### [Your assignment]
Which lines in the records below mention the word "VRModeFlags"? Copy each one out.

**** Record excerpts ****

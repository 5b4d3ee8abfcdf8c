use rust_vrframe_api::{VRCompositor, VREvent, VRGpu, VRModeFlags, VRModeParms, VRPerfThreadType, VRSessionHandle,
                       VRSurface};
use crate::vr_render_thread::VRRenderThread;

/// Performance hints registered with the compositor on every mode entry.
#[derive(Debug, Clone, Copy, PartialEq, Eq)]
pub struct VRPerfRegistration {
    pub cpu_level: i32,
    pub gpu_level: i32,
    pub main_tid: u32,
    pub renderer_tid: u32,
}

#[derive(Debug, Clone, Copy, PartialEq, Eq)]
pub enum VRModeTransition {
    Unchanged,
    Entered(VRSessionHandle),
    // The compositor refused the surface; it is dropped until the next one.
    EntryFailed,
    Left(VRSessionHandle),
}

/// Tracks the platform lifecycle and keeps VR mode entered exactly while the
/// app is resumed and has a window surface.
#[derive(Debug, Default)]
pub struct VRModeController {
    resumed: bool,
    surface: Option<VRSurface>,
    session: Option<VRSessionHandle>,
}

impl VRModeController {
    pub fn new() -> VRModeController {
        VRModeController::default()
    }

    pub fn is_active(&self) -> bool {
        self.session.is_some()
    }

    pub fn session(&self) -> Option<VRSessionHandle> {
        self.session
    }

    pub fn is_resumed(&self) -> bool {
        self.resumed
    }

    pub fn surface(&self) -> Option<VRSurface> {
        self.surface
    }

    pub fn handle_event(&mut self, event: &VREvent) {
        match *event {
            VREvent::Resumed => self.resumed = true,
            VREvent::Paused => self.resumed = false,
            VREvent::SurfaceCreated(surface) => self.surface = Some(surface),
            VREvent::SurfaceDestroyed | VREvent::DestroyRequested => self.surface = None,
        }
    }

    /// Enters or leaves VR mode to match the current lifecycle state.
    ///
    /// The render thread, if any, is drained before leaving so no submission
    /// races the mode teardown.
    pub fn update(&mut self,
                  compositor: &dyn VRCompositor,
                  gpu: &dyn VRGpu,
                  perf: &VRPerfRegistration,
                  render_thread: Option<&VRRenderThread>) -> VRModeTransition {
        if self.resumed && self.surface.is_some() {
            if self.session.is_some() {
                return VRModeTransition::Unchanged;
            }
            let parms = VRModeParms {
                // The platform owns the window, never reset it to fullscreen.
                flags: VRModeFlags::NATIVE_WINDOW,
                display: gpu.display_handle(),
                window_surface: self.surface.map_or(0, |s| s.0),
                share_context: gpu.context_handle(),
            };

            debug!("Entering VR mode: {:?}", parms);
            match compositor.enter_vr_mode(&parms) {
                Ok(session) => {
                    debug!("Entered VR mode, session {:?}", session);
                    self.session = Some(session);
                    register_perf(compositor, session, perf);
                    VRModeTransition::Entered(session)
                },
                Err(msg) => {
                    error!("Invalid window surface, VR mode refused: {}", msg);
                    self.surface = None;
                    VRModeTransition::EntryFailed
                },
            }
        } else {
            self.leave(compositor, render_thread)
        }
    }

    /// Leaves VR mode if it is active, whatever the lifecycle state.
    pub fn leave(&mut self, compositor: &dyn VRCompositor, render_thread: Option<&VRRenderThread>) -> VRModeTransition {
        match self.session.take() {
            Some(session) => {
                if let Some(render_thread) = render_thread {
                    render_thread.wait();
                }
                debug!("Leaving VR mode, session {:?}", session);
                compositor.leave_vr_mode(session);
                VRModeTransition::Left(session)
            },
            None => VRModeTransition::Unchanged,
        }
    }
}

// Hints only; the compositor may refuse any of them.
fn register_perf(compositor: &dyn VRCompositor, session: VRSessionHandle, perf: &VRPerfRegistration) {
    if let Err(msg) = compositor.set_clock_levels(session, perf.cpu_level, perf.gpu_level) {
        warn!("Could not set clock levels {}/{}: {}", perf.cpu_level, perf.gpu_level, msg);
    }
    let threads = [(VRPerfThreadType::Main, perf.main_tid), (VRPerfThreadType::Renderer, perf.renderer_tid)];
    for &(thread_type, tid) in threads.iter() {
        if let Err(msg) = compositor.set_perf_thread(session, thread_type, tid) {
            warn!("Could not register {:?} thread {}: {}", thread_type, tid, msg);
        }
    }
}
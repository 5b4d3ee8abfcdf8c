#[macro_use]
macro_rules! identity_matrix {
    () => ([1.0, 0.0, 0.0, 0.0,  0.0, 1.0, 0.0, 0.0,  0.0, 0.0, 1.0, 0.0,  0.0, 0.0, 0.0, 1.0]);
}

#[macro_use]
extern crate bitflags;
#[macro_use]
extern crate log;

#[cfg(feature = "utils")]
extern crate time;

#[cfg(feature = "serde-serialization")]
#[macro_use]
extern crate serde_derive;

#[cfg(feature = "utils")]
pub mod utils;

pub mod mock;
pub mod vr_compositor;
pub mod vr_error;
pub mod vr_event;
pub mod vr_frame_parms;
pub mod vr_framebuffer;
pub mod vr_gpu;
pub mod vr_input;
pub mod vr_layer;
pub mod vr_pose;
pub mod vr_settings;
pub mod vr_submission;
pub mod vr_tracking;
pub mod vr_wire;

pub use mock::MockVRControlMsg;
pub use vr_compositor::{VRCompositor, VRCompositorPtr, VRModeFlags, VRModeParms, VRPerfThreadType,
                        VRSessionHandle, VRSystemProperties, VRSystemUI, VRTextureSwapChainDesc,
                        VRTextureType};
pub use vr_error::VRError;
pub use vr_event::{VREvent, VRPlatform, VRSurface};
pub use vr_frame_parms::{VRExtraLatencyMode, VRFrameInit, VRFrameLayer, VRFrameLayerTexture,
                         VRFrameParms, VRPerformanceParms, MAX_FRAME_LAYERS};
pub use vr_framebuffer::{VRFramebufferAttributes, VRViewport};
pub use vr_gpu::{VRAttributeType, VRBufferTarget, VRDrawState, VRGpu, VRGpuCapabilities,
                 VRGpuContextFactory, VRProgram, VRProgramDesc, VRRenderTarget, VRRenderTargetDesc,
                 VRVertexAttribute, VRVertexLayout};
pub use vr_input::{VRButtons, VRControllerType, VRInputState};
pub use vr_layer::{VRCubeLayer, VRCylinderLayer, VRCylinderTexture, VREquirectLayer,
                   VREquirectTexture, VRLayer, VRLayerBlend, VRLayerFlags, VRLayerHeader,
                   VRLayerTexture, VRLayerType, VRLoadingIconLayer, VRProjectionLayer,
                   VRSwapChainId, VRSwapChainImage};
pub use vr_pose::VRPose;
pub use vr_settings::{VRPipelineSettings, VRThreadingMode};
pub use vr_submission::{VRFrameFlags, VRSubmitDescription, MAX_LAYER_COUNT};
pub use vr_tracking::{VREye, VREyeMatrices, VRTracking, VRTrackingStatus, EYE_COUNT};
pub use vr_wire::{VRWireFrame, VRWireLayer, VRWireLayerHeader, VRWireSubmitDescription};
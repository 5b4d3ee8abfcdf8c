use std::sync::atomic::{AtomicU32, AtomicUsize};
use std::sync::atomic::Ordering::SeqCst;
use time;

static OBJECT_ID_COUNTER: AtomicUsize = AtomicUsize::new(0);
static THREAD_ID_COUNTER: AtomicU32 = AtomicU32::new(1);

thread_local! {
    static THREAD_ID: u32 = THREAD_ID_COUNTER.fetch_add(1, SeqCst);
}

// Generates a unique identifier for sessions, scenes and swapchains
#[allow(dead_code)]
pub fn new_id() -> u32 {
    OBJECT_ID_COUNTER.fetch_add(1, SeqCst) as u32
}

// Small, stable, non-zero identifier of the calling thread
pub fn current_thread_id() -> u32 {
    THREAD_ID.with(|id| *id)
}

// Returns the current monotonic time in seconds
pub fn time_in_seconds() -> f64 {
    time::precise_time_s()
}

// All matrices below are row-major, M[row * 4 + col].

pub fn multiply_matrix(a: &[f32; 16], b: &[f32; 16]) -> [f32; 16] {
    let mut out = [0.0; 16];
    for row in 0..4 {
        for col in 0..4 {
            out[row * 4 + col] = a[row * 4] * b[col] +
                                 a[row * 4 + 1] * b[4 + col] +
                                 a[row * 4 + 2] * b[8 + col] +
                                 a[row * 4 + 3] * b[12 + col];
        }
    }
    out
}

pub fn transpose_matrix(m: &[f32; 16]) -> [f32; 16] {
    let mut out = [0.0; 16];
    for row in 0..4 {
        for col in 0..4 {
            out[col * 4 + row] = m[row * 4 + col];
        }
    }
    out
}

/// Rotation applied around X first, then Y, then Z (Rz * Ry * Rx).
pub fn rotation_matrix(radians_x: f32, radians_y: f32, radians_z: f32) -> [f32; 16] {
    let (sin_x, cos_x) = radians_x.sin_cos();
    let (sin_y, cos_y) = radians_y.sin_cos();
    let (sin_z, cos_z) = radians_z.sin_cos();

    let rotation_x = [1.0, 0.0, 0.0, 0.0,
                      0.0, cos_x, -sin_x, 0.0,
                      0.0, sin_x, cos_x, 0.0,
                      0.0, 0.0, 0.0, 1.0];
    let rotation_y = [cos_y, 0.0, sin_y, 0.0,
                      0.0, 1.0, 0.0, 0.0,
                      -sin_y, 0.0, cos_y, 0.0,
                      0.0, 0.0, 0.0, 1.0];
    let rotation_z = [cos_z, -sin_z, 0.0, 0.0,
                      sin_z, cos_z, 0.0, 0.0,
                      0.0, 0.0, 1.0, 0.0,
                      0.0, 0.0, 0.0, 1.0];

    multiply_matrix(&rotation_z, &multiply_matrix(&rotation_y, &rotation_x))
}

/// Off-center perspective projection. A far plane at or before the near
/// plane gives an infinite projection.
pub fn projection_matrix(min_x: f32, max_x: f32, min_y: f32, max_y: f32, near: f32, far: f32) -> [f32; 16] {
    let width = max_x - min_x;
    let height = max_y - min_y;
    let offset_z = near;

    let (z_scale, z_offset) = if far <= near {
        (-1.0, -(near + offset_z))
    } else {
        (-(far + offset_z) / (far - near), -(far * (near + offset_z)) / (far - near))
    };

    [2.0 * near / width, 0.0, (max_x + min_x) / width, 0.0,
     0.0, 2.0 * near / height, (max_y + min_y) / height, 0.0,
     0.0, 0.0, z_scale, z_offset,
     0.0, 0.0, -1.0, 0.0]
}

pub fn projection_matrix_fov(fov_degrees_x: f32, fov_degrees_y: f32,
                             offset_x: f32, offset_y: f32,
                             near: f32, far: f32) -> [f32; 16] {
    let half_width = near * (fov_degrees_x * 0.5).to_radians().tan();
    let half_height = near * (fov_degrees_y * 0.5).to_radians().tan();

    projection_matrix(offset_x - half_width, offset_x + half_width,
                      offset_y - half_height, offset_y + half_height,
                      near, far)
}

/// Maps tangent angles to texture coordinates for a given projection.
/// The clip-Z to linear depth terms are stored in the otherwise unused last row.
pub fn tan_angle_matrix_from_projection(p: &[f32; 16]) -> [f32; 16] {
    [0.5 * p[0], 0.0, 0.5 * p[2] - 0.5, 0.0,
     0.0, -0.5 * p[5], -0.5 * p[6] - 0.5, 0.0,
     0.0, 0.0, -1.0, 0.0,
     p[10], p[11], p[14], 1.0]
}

****

### [Answer for the task]
use rust_vrframe_api::{VRCompositor, VREvent, VRGpu, VRModeFlags, VRModeParms, VRPerfThreadType, VRSessionHandle,
                flags: VRModeFlags::NATIVE_WINDOW,
pub use vr_compositor::{VRCompositor, VRCompositorPtr, VRModeFlags, VRModeParms, VRPerfThreadType,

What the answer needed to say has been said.